Wenn Kleine Großes vollbringen…

Wir machen was zusammen“, das dachte sich Helmut Walter, Leiter der prämierten Jugendblaskapelle Üchtelhausen, nachdem er das Musical „Wakatanka“ im letzten Sommer während einer musikalischen Familienfreizeit kennenlernte. Nicht nur er, seine ganze Familie war so begeistert von dem Konzept, der Musik und dem Inhalt des interaktiven Kinder-Mitmach-Musicals, dass die Freude daran auch in die Heimat geholt werden musste.

So kam es, dass in Üchtelhausen kleine und große Laienschaupieler und Halbprofis, engagierte Sänger und talentierte Instrumentalisten zusammengeführt wurden und nun daran arbeiten, gemeinsam mit den Zuschauern am 13. April ein musikalisches Theater zu kreieren, wie es hier noch nicht gesehen wurde.

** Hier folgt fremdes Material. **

use atlas_mapper_core::prelude::*;
use rand::rngs::StdRng;
use rand::{Rng, SeedableRng};
use std::collections::BTreeMap;

const PADDING: u32 = 1;
const BOUND: u32 = 256;

fn random_items(seed: u64, n: usize) -> Vec<AtlasItem> {
    let mut rng = StdRng::seed_from_u64(seed);
    (0..n)
        .map(|i| {
            let w = rng.gen_range(1..=90);
            let h = rng.gen_range(1..=90);
            AtlasItem::new(format!("sprites/s{i}.png"), w, h).allow_rotation(rng.gen_bool(0.8))
        })
        .collect()
}

fn map_all(cfg: MapperConfig, items: &[AtlasItem]) -> Vec<MappedAtlas> {
    let mut m = AtlasMapper::new(cfg, AtlasCollector::new());
    m.begin_atlas(&AtlasSpec::new(BOUND, BOUND).with_padding(PADDING))
        .unwrap();
    for item in items {
        m.add_item(item).unwrap();
    }
    m.end_atlas(true).unwrap();
    m.into_sink().into_atlases()
}

fn configs() -> Vec<MapperConfig> {
    let mut out = Vec::new();
    for sizing in [SizingPolicy::Constant, SizingPolicy::BestFit, SizingPolicy::SqPow2] {
        for family in [
            AlgorithmFamily::MaxRects,
            AlgorithmFamily::Skyline,
            AlgorithmFamily::Guillotine,
        ] {
            out.push(MapperConfig::builder().sizing(sizing).family(family).build());
        }
    }
    out
}

#[test]
fn every_item_is_emitted_exactly_once() {
    let items = random_items(42, 120);
    for cfg in configs() {
        let atlases = map_all(cfg.clone(), &items);
        let mut seen: BTreeMap<&str, usize> = BTreeMap::new();
        for a in &atlases {
            for item in &a.items {
                *seen.entry(item.key.as_str()).or_default() += 1;
            }
        }
        assert_eq!(seen.len(), items.len(), "{cfg:?}");
        assert!(seen.values().all(|&n| n == 1), "{cfg:?}");
    }
}

#[test]
fn padded_boxes_are_disjoint_and_inside_the_atlas() {
    let items = random_items(3, 120);
    for cfg in configs() {
        for a in map_all(cfg.clone(), &items) {
            let (w, h) = (a.spec.width, a.spec.height);
            let boxes: Vec<Rect> = a
                .items
                .iter()
                .map(|i| i.placement.frame.inflate(PADDING))
                .collect();
            for (item, b) in a.items.iter().zip(&boxes) {
                let f = item.placement.frame;
                assert!(f.x >= PADDING && f.y >= PADDING, "{cfg:?}: {f:?}");
                assert!(b.x + b.w <= w && b.y + b.h <= h, "{cfg:?}: {b:?} in {w}x{h}");
                let expected = if item.placement.rotated {
                    (item.height, item.width)
                } else {
                    (item.width, item.height)
                };
                assert_eq!((f.w, f.h), expected);
                if !item.allow_rotation {
                    assert!(!item.placement.rotated);
                }
            }
            for i in 0..boxes.len() {
                for j in (i + 1)..boxes.len() {
                    assert!(!boxes[i].intersects(&boxes[j]), "{cfg:?}: {:?} vs {:?}", boxes[i], boxes[j]);
                }
            }
        }
    }
}

#[test]
fn atlas_sizes_follow_the_sizing_policy() {
    let items = random_items(11, 100);
    for cfg in configs() {
        let atlases = map_all(cfg.clone(), &items);
        assert!(!atlases.is_empty());
        for a in &atlases {
            let (w, h) = (a.spec.width, a.spec.height);
            match cfg.sizing {
                SizingPolicy::Constant => assert_eq!((w, h), (BOUND, BOUND)),
                // compaction never grows the bin
                SizingPolicy::BestFit => assert!(w <= BOUND && h <= BOUND && w == h, "{cfg:?}"),
                SizingPolicy::SqPow2 => {
                    assert_eq!(w, h);
                    assert!(w.is_power_of_two() && w <= BOUND, "{cfg:?}: {w}");
                }
            }
            assert!((0.0..=1.0).contains(&a.spec.occupancy));
            assert!(!a.items.is_empty());
        }
    }
}

#[test]
fn only_the_last_atlas_is_finalized() {
    let items = random_items(5, 150);
    for cfg in configs() {
        let atlases = map_all(cfg.clone(), &items);
        let finals: Vec<bool> = atlases.iter().map(|a| a.finalized).collect();
        assert_eq!(finals.last(), Some(&true), "{cfg:?}");
        assert!(finals[..finals.len() - 1].iter().all(|f| !f), "{cfg:?}");
    }
}

#[test]
fn not_finalizing_keeps_every_end_open() {
    let items = random_items(8, 60);
    let mut m = AtlasMapper::new(MapperConfig::default(), AtlasCollector::new());
    m.begin_atlas(&AtlasSpec::new(BOUND, BOUND)).unwrap();
    for item in &items {
        m.add_item(item).unwrap();
    }
    m.end_atlas(false).unwrap();
    assert!(m.sink().atlases().iter().all(|a| !a.finalized));
    assert!(!m.sink().is_finalized());
}

#[test]
fn mapping_is_deterministic() {
    let items = random_items(99, 80);
    for cfg in configs() {
        let a = map_all(cfg.clone(), &items);
        let b = map_all(cfg.clone(), &items);
        assert_eq!(a.len(), b.len());
        for (x, y) in a.iter().zip(&b) {
            assert_eq!(x.spec, y.spec);
            let px: Vec<_> = x.items.iter().map(|i| (&i.key, i.placement)).collect();
            let py: Vec<_> = y.items.iter().map(|i| (&i.key, i.placement)).collect();
            assert_eq!(px, py);
        }
    }
}

#[test]
fn stats_add_up() {
    let items = random_items(21, 50);
    let atlases = map_all(MapperConfig::default(), &items);
    let stats = MappingStats::from_atlases(&atlases);
    assert_eq!(stats.num_atlases, atlases.len());
    assert_eq!(stats.num_items, items.len());
    let used: u64 = items.iter().map(|i| i.width as u64 * i.height as u64).sum();
    assert_eq!(stats.used_item_area, used);
    assert!(stats.occupancy > 0.0 && stats.occupancy <= 1.0);
    assert_eq!(stats.wasted_area(), stats.total_atlas_area - used);
}
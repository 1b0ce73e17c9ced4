use crate::error::Result;
use crate::model::{AtlasItem, AtlasSpec, default_atlas_name};
use crate::sink::{AtlasSink, SinkState};
use std::collections::HashMap;
use std::path::Path;
use tracing::debug;

/// Directory name an item belongs to, or the default atlas name.
fn dir_name_of(item: &AtlasItem) -> String {
    Path::new(&item.key)
        .parent()
        .and_then(|p| p.file_name())
        .and_then(|n| n.to_str())
        .filter(|n| !n.is_empty())
        .map(str::to_owned)
        .unwrap_or_else(default_atlas_name)
}

/// Names atlases and, optionally, splits them on directory changes.
///
/// With `naming_after_dir`, every atlas is named after the parent directory
/// of its first item and a new atlas is started whenever an item comes from
/// another directory. Reused names get a counter suffix: `ui`, `ui1`, `ui2`.
///
/// Downstream `begin_atlas` is delayed until the first item arrives so the
/// forwarded spec already carries the final name.
pub struct AtlasNaming<S: AtlasSink> {
    sink: S,
    naming_after_dir: bool,
    state: SinkState,
    template: AtlasSpec,
    begin_pending: bool,
    used_names: HashMap<String, u32>,
    last_name: Option<String>,
    next_atlas: bool,
}

impl<S: AtlasSink> AtlasNaming<S> {
    pub fn new(naming_after_dir: bool, sink: S) -> Self {
        Self {
            sink,
            naming_after_dir,
            state: SinkState::default(),
            template: AtlasSpec::default(),
            begin_pending: false,
            used_names: HashMap::new(),
            last_name: None,
            next_atlas: false,
        }
    }

    pub fn sink(&self) -> &S {
        &self.sink
    }

    pub fn into_sink(self) -> S {
        self.sink
    }

    /// Name of the current (or last) atlas.
    pub fn atlas_name(&self) -> String {
        let Some(last) = self.last_name.as_deref() else {
            return default_atlas_name();
        };
        match self.used_names.get(last) {
            Some(0) | None => last.to_owned(),
            Some(n) => format!("{last}{n}"),
        }
    }

    fn name_of(&self, item: &AtlasItem) -> String {
        if self.naming_after_dir {
            dir_name_of(item)
        } else {
            default_atlas_name()
        }
    }

    fn record_name(&mut self, item: &AtlasItem) {
        let name = self.name_of(item);
        if self.last_name.as_deref() == Some(name.as_str()) && !self.next_atlas {
            return;
        }
        self.used_names
            .entry(name.clone())
            .and_modify(|n| *n += 1)
            .or_insert(0);
        self.last_name = Some(name);
    }

    fn splitting_required(&self, item: &AtlasItem) -> bool {
        if !self.naming_after_dir || self.next_atlas {
            return false;
        }
        match self.last_name.as_deref() {
            Some(last) => dir_name_of(item) != last,
            None => false,
        }
    }

    fn forward_begin(&mut self) -> Result<()> {
        let spec = AtlasSpec {
            name: self.atlas_name(),
            ..self.template.clone()
        };
        debug!(name = %spec.name, "naming atlas");
        self.begin_pending = false;
        self.sink.begin_atlas(&spec)
    }
}

impl<S: AtlasSink> AtlasSink for AtlasNaming<S> {
    fn begin_atlas(&mut self, spec: &AtlasSpec) -> Result<()> {
        self.state.open("naming")?;
        self.template = spec.clone();
        self.begin_pending = true;
        Ok(())
    }

    fn add_item(&mut self, item: &AtlasItem) -> Result<()> {
        self.state.ensure_open("naming")?;
        if !self.begin_pending && self.splitting_required(item) {
            debug!(key = %item.key, "directory changed, splitting atlas");
            self.sink.end_atlas(false)?;
            self.begin_pending = true;
        }
        self.record_name(item);
        self.next_atlas = false;
        if self.begin_pending {
            self.forward_begin()?;
        }
        self.sink.add_item(item)
    }

    fn end_atlas(&mut self, finalize: bool) -> Result<()> {
        self.state.close("naming")?;
        if self.begin_pending {
            self.forward_begin()?;
        }
        self.next_atlas = true;
        self.sink.end_atlas(finalize)
    }

    fn reset(&mut self) {
        self.state.reset();
        self.begin_pending = false;
        self.used_names.clear();
        self.last_name = None;
        self.next_atlas = false;
        self.sink.reset();
    }
}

Neu ist nicht nur das Zusammenspiel der Akteure, neu ist auch die Rolle der Zuschauer, vor allem der Kinder, die die Hauptzielgruppe darstellen. Statt als passive Konsumenten nur auf ihren Stühlen zu sitzen, dürfen sie sich an der Handlung beteiligen. Die Kinder werden in das Theatergeschehen einbezogen, müssen mittrommeln, rufen - und werden einfach gebraucht, wenn sie sich gemeinsam mit den Darstellern auf eine abenteuerliche Reise zu den Bleichgesichtern begeben…

Zum Inhalt, der in weniger als einer Dreiviertel Stunde sehr kurzweilig präsentiert wird, nur so viel: Die Wakatankas sind ein Indianerstamm, der die Prärie durchstreift und stets mit der Natur im Einklang lebte. Bis die Harmonie plötzlich aus dem Gleichgewicht geriet. Immer häufiger kamen die Krieger ohne Beute von ihren Jagdzügen zurück: Die Wakatankas leiden Hunger. Wie sie diesem Problem begegnen, das erfahren Sie am 13. April 2008 um 15 Uhr im Pfarrheim Üchtelhausen.

Wakatanka erhebt nicht den Anspruch, das Leben der Prärieindianer historisch und inhaltlich genau zu rekonstruieren. Ziel ist die Freude an der Musik und dem gemeinsamen Spiel - und über das Medium Indianer zu verdeutlichen, dass das Aufeinandertreffen verschiedener Kulturen nicht zwangsläufig mit Misstrauen, Vorurteilen und Berührungsängsten behaftet sein muss. Die Kinder können erfahren, dass Toleranz der Schlüssel zu einem friedvollen Zusammenleben der Kulturen ist. Und die Gewissheit mitnehmen, dass jeder Mensch zu Großem fähig sein kann. Gemäß einem Sprichwort: Viele kleine Leute an vielen kleinen Orten, die viele kleine Schritte tun, können das Gesicht der Welt verändern.

Auf Ihr Kommen freuen sich nicht nur die Jugendblaskapelle, auch Mitglieder der Blaskapelle, die künftige Bürgermeisterin Birgit Göbhardt als Erzählerin, Karin Göllner mit ihrem Chor, der Kindergarten Üchtelhausen und viele andere mehr. Spenden werden gern entgegengenommen, um auch künftig für Instrumente, Notenmaterial und Drehbücher wie „Wakatanka“ sorgen zu können.